Check each line of the data, and copy those where "const" appears.
Segment Open
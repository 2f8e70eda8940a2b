//! Built-in exclusion lists

/// Patterns excluded from every deployment and package.
///
/// Cache and build directories, version-control metadata, editor and IDE
/// files, and package-manager lock files.
pub const DEFAULT_EXCLUDE_PATTERNS: &[&str] = &[
    // Python
    "__pycache__",
    "*.pyc",
    "*.pyo",
    "*.pyd",
    "*.egg-info",
    ".venv",
    "venv",
    "env",
    // Version control
    ".git",
    ".gitignore",
    ".gitattributes",
    // IDEs / editors
    ".vscode",
    ".idea",
    ".vs",
    ".settings",
    ".project",
    ".classpath",
    "*.sublime-project",
    "*.sublime-workspace",
    ".DS_Store",
    // Tools / linters
    ".mypy_cache",
    ".pytest_cache",
    ".ruff_cache",
    ".pre-commit-config.yaml",
    // Package managers
    "poetry.lock",
    "uv.lock",
    "Pipfile",
    "Pipfile.lock",
    // Build artifacts
    "build",
    "dist",
    "*.bak*",
    "*.log",
    // Manager internals
    ".agent",
    ".ai-context",
    "debug_package_list.py",
    "analysis_results",
    "generator_export",
];

/// Directories that only matter while developing the plugin.
///
/// Excluded at the project root only, unless a dev build is requested.
pub const DEV_DIRECTORIES: &[&str] = &[
    "tests", "test", "docs", "scripts", "tools", "research", ".github",
];
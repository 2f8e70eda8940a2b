//! DirectorySynchronizer implementation

use std::collections::HashSet;
use std::ffi::OsString;
use std::fs::{self, Metadata};
use std::path::{Path, PathBuf};

use qm_fs::io;

use crate::filter::PathFilter;
use crate::progress::{Operation, ProgressEvent, ProgressFn, ignore_progress};
use crate::{Error, Result};

use super::report::{SyncOptions, SyncReport};

/// One-way, incremental, filtered mirror of a source tree.
///
/// Each directory level is handled depth-first in two passes: every source
/// child is created, updated or recursed into first, and only then are
/// destination entries without a source counterpart removed. Any I/O error
/// aborts the whole run; the destination is left as far as the run got.
///
/// Synchronization assumes a single writer. Concurrent runs against the same
/// destination must be serialized by the caller.
pub struct DirectorySynchronizer<'a> {
    filter: &'a PathFilter,
    options: SyncOptions,
}

impl<'a> DirectorySynchronizer<'a> {
    /// Create a synchronizer that skips whatever `filter` excludes.
    pub fn new(filter: &'a PathFilter) -> Self {
        Self {
            filter,
            options: SyncOptions::default(),
        }
    }

    pub fn with_options(mut self, options: SyncOptions) -> Self {
        self.options = options;
        self
    }

    /// Mirror `source` into `destination`.
    ///
    /// # Errors
    ///
    /// Returns the first filesystem error encountered while reading,
    /// copying, creating or deleting.
    pub fn sync(&self, source: &Path, destination: &Path) -> Result<SyncReport> {
        self.sync_with_progress(source, destination, &mut ignore_progress)
    }

    /// Mirror `source` into `destination`, reporting each copied, updated or
    /// removed entry to `progress`.
    pub fn sync_with_progress(
        &self,
        source: &Path,
        destination: &Path,
        progress: &mut ProgressFn<'_>,
    ) -> Result<SyncReport> {
        progress(ProgressEvent::Started {
            operation: Operation::Sync,
            total: None,
        });
        tracing::info!(
            source = %source.display(),
            destination = %destination.display(),
            dry_run = self.options.dry_run,
            "Synchronizing"
        );

        let mut report = SyncReport {
            dry_run: self.options.dry_run,
            ..SyncReport::default()
        };

        let present = if destination.is_dir() {
            true
        } else {
            self.create_dir(destination, &mut report)?
        };

        let guard = Guard::new(source, destination)?;
        self.sync_dir(source, destination, present, &guard, &mut report, progress)?;

        progress(ProgressEvent::Finished {
            operation: Operation::Sync,
        });
        tracing::info!(
            copied = report.files_copied,
            updated = report.files_updated,
            unchanged = report.files_unchanged,
            removed = report.entries_removed,
            "Synchronization complete"
        );
        Ok(report)
    }

    /// Synchronize one directory level. `present` is false when the
    /// destination directory does not exist (only possible in a dry run).
    fn sync_dir(
        &self,
        source: &Path,
        destination: &Path,
        present: bool,
        guard: &Guard,
        report: &mut SyncReport,
        progress: &mut ProgressFn<'_>,
    ) -> Result<()> {
        let children = read_children(source)?;
        let mut source_names: HashSet<OsString> = HashSet::with_capacity(children.len());

        for (name, src_path) in children {
            let dst_path = destination.join(&name);
            source_names.insert(name);

            if self.filter.should_exclude(&src_path) {
                tracing::trace!(path = %src_path.display(), "Excluded");
                continue;
            }

            let src_meta = fs::metadata(&src_path).map_err(|e| Error::io(&src_path, e))?;
            let dst_meta = if present {
                existing_metadata(&dst_path)?
            } else {
                None
            };

            if src_meta.is_dir() {
                if guard.contains_destination(&src_path)? {
                    tracing::debug!(path = %src_path.display(), "Skipping source directory holding the destination");
                    report.entries_skipped += 1;
                    continue;
                }
                self.sync_child_dir(&src_path, &dst_path, dst_meta.as_ref(), guard, report, progress)?;
            } else {
                self.sync_file(&src_path, &src_meta, &dst_path, dst_meta.as_ref(), report, progress)?;
            }
        }

        if present {
            self.remove_stale(source, destination, &source_names, guard, report, progress)?;
        }
        Ok(())
    }

    fn sync_child_dir(
        &self,
        source: &Path,
        destination: &Path,
        dst_meta: Option<&Metadata>,
        guard: &Guard,
        report: &mut SyncReport,
        progress: &mut ProgressFn<'_>,
    ) -> Result<()> {
        let present = match dst_meta {
            Some(meta) if meta.is_dir() => true,
            Some(_) => {
                tracing::debug!(path = %destination.display(), "Replacing file with directory");
                self.remove(destination, report)?;
                self.create_dir(destination, report)?
            }
            None => self.create_dir(destination, report)?,
        };
        self.sync_dir(source, destination, present, guard, report, progress)
    }

    fn sync_file(
        &self,
        source: &Path,
        src_meta: &Metadata,
        destination: &Path,
        dst_meta: Option<&Metadata>,
        report: &mut SyncReport,
        progress: &mut ProgressFn<'_>,
    ) -> Result<()> {
        match dst_meta {
            Some(meta) if meta.is_file() => {
                // Exact timestamp equality: on filesystems coarser than the
                // source (FAT keeps 2 s) files are recopied on every run.
                if meta.len() == src_meta.len()
                    && io::modified_time(meta) == io::modified_time(src_meta)
                {
                    report.files_unchanged += 1;
                    return Ok(());
                }
                tracing::debug!(path = %destination.display(), "Updating");
                self.copy(source, destination)?;
                report.files_updated += 1;
            }
            Some(_) => {
                tracing::debug!(path = %destination.display(), "Replacing directory with file");
                self.remove(destination, report)?;
                self.copy(source, destination)?;
                report.files_copied += 1;
            }
            None => {
                tracing::debug!(path = %destination.display(), "Copying");
                self.copy(source, destination)?;
                report.files_copied += 1;
            }
        }
        progress(ProgressEvent::Completed { path: destination });
        Ok(())
    }

    /// Delete destination entries that have no source counterpart, unless
    /// the counterpart would be excluded or the entry holds the source tree.
    fn remove_stale(
        &self,
        source: &Path,
        destination: &Path,
        source_names: &HashSet<OsString>,
        guard: &Guard,
        report: &mut SyncReport,
        progress: &mut ProgressFn<'_>,
    ) -> Result<()> {
        for (name, dst_path) in read_children(destination)? {
            if source_names.contains(&name) {
                continue;
            }
            if self.filter.should_exclude(source.join(&name)) {
                tracing::trace!(path = %dst_path.display(), "Keeping excluded destination entry");
                report.entries_protected += 1;
                continue;
            }
            if dst_path.is_dir() && guard.holds_source(&dst_path)? {
                tracing::debug!(path = %dst_path.display(), "Keeping destination entry that holds the source");
                report.entries_protected += 1;
                continue;
            }

            tracing::debug!(path = %dst_path.display(), "Removing stale entry");
            self.remove(&dst_path, report)?;
            progress(ProgressEvent::Completed { path: &dst_path });
        }
        Ok(())
    }

    fn create_dir(&self, path: &Path, report: &mut SyncReport) -> Result<bool> {
        report.directories_created += 1;
        if self.options.dry_run {
            return Ok(false);
        }
        io::ensure_dir(path)?;
        Ok(true)
    }

    fn copy(&self, source: &Path, destination: &Path) -> Result<()> {
        if !self.options.dry_run {
            io::copy_file(source, destination)?;
        }
        Ok(())
    }

    fn remove(&self, path: &Path, report: &mut SyncReport) -> Result<()> {
        report.entries_removed += 1;
        if !self.options.dry_run {
            io::remove_entry(path)?;
        }
        Ok(())
    }
}

/// Canonical source and destination roots.
struct Guard {
    source: PathBuf,
    destination: PathBuf,
}

impl Guard {
    fn new(source: &Path, destination: &Path) -> Result<Self> {
        Ok(Self {
            source: resolve(source)?,
            destination: resolve(destination)?,
        })
    }

    /// Whether a source directory is the destination root or one of its
    /// ancestors.
    fn contains_destination(&self, path: &Path) -> Result<bool> {
        Ok(self.destination.starts_with(io::canonicalize(path)?))
    }

    /// Whether a destination directory is the source root or one of its
    /// ancestors.
    fn holds_source(&self, path: &Path) -> Result<bool> {
        Ok(self.source.starts_with(io::canonicalize(path)?))
    }
}

/// Canonicalize a path whose tail may not exist yet.
fn resolve(path: &Path) -> Result<PathBuf> {
    let mut existing = path;
    let mut tail = Vec::new();
    while !existing.exists() {
        match (existing.parent(), existing.file_name()) {
            (Some(parent), Some(name)) => {
                tail.push(name.to_os_string());
                existing = parent;
            }
            _ => break,
        }
    }

    let base = if existing.as_os_str().is_empty() {
        Path::new(".")
    } else {
        existing
    };
    let mut resolved = io::canonicalize(base)?;
    resolved.extend(tail.iter().rev());
    Ok(resolved)
}

/// Directory children sorted by name.
fn read_children(dir: &Path) -> Result<Vec<(OsString, PathBuf)>> {
    let mut children = Vec::new();
    for entry in fs::read_dir(dir).map_err(|e| Error::io(dir, e))? {
        let entry = entry.map_err(|e| Error::io(dir, e))?;
        children.push((entry.file_name(), entry.path()));
    }
    children.sort_by(|a, b| a.0.cmp(&b.0));
    Ok(children)
}

/// Metadata of a destination entry without following symlinks, or `None`
/// when nothing exists there.
fn existing_metadata(path: &Path) -> Result<Option<Metadata>> {
    match fs::symlink_metadata(path) {
        Ok(meta) => Ok(Some(meta)),
        Err(e) if e.kind() == std::io::ErrorKind::NotFound => Ok(None),
        Err(e) => Err(Error::io(path, e)),
    }
}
Segment Closed
__Answer to this exercise__
pub const DEFAULT_EXCLUDE_PATTERNS: &[&str] = &[
pub const DEV_DIRECTORIES: &[&str] = &[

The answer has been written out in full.